I was too late for grunge, Duh. Also, in the wrong country for grunge as well. Generation too late. Yet, and perhaps with a hint of irony, my generation seems to have been the one that, at least in the UK, loved grunge the most.
I remember high school parties where everyone was thrashing their hair to Smells Like Teen Spirit, everyone getting a bit weird and emotional to Black Hole Sun because if you didn’t like Chris Cornell, it was a fucking problem. Belting out and everyone deciding that air guitar was the objectively right thing to do to Alive. Now I have complicated opinions about Eddie Vedder, but I Am Mine will haunt me to the day I die.
"I know that I was born and I know that I'll die, the in-between is mine"
How fucking dare you.

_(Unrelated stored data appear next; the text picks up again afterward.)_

//! Rate limiting through the full router.

mod support;

use std::sync::Arc;

use axum::body::Body;
use axum::http::{Request, StatusCode};
use tower::ServiceExt;

use support::{ScriptedExecutor, gateway, row};

const CONFIG: &str = r#"
endpoints:
  - path: /y
    methods: [GET]
    handler:
      type: sql
      query: SELECT 1 AS ok
      rate_limit:
        enabled: true
        rate: 2
        per: 1m
"#;

fn request_from(client: &str) -> Request<Body> {
    Request::builder()
        .method("GET")
        .uri("/y")
        .header("X-Forwarded-For", client)
        .body(Body::empty())
        .expect("request")
}

#[tokio::test]
async fn third_request_in_the_window_is_rejected() {
    let executor = Arc::new(ScriptedExecutor::new());
    let app = gateway(CONFIG, executor.clone());

    let first = app
        .clone()
        .oneshot(request_from("10.0.0.1"))
        .await
        .expect("first");
    assert_eq!(first.status(), StatusCode::OK);
    assert_eq!(first.headers()["X-RateLimit-Limit"], "2");
    assert_eq!(first.headers()["X-RateLimit-Remaining"], "1");

    let second = app
        .clone()
        .oneshot(request_from("10.0.0.1"))
        .await
        .expect("second");
    assert_eq!(second.status(), StatusCode::OK);
    assert_eq!(second.headers()["X-RateLimit-Remaining"], "0");

    let third = app
        .clone()
        .oneshot(request_from("10.0.0.1"))
        .await
        .expect("third");
    assert_eq!(third.status(), StatusCode::TOO_MANY_REQUESTS);
    assert_eq!(third.headers()["Retry-After"], "1");

    // The rejected request never reached the handler.
    assert_eq!(executor.fetch_count(), 2);
}

#[tokio::test]
async fn budgets_are_keyed_by_client_address() {
    let executor = Arc::new(ScriptedExecutor::new());
    let app = gateway(CONFIG, executor.clone());

    for _ in 0..2 {
        let response = app
            .clone()
            .oneshot(request_from("10.0.0.1"))
            .await
            .expect("response");
        assert_eq!(response.status(), StatusCode::OK);
    }

    let other = app
        .clone()
        .oneshot(request_from("10.0.0.2"))
        .await
        .expect("other client");
    assert_eq!(other.status(), StatusCode::OK);
    assert_eq!(other.headers()["X-RateLimit-Remaining"], "1");

    let saturated = app
        .oneshot(request_from("10.0.0.1"))
        .await
        .expect("saturated client");
    assert_eq!(saturated.status(), StatusCode::TOO_MANY_REQUESTS);
}

#[tokio::test]
async fn rate_limited_endpoints_still_serve_pipeline_results() {
    let executor = Arc::new(
        ScriptedExecutor::new().respond("SELECT 1 AS ok", vec![row(&[("ok", "1")])]),
    );
    let app = gateway(CONFIG, executor);

    let response = app
        .oneshot(request_from("10.0.0.9"))
        .await
        .expect("response");
    assert_eq!(response.status(), StatusCode::OK);
    assert_eq!(
        support::body_json(response).await,
        serde_json::json!({"ok": "1"})
    );
}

I don’t even like you.
But Alice in Chains never featured at these awkward teenage house parties. They just weren’t a thing. No one heard of them, never played on Kerrang or Scuzz.
Despite being strongly associated with grunge (likely purely by virtue of being part of the Seattle music scene in the early 90’s), the band themselves never thought of themselves as ‘grunge’
Cantrell himself summed it up in Jake Browns book (2011), Alice in Chains in the Studio.
“When we first came out we were metal. Then we started being called alternative metal. Then grunge came out and then we were hard rock. And now, since we’ve started doing this again I’ve seen us listed as: hard rock, alternative, alternative metal and just straight metal. I walked into an HMV the other day to check out the placement and see what’s on and they’ve got us relegated back into the metal section. Right back where we started!”
While Nirvana captured a generation’s general angst and Pearl Jam fought Ticketmaster, Alice in Chains was writing brutally insular, sludgy metal about the horrors of heroin addiction. It wasn’t anthemic; it was agonising. When his former fiancée, Demri Parrott, passed away in 1996, Staley didn’t just step back from the spotlight; he effectively locked his front door and disappeared. He couldn’t be a symbol for a generation because he was entirely consumed by the battle within his own walls.
Staley sits down, and 3 seconds later.
“We, chase misprinted lies”
Stripped of the normal layered harmony that Staley and Cantrell normally employ. (See Rooster) This performance is raw. Powerful.
Staley is singing at his own funeral.
It’s hard not to read it that way now, knowing that Staley would die just a few years later, in 2002, largely out of the public eye. His body would go undiscovered for two weeks.
“We, face the path of time”
There’s an energy here, despite this being the year that the band stopped touring and actively recording music, you can’t tell, at least from this performance. Without knowing the context about what happened behind the scenes regarding addiction, Cobain’s own passing years prior and the culture of the Seattle movement. It’s just a powerful song.
“And yet I fight, and yet I fight this battle all alone”
Story of my fucking life.
“No one to cry to, no place to call home”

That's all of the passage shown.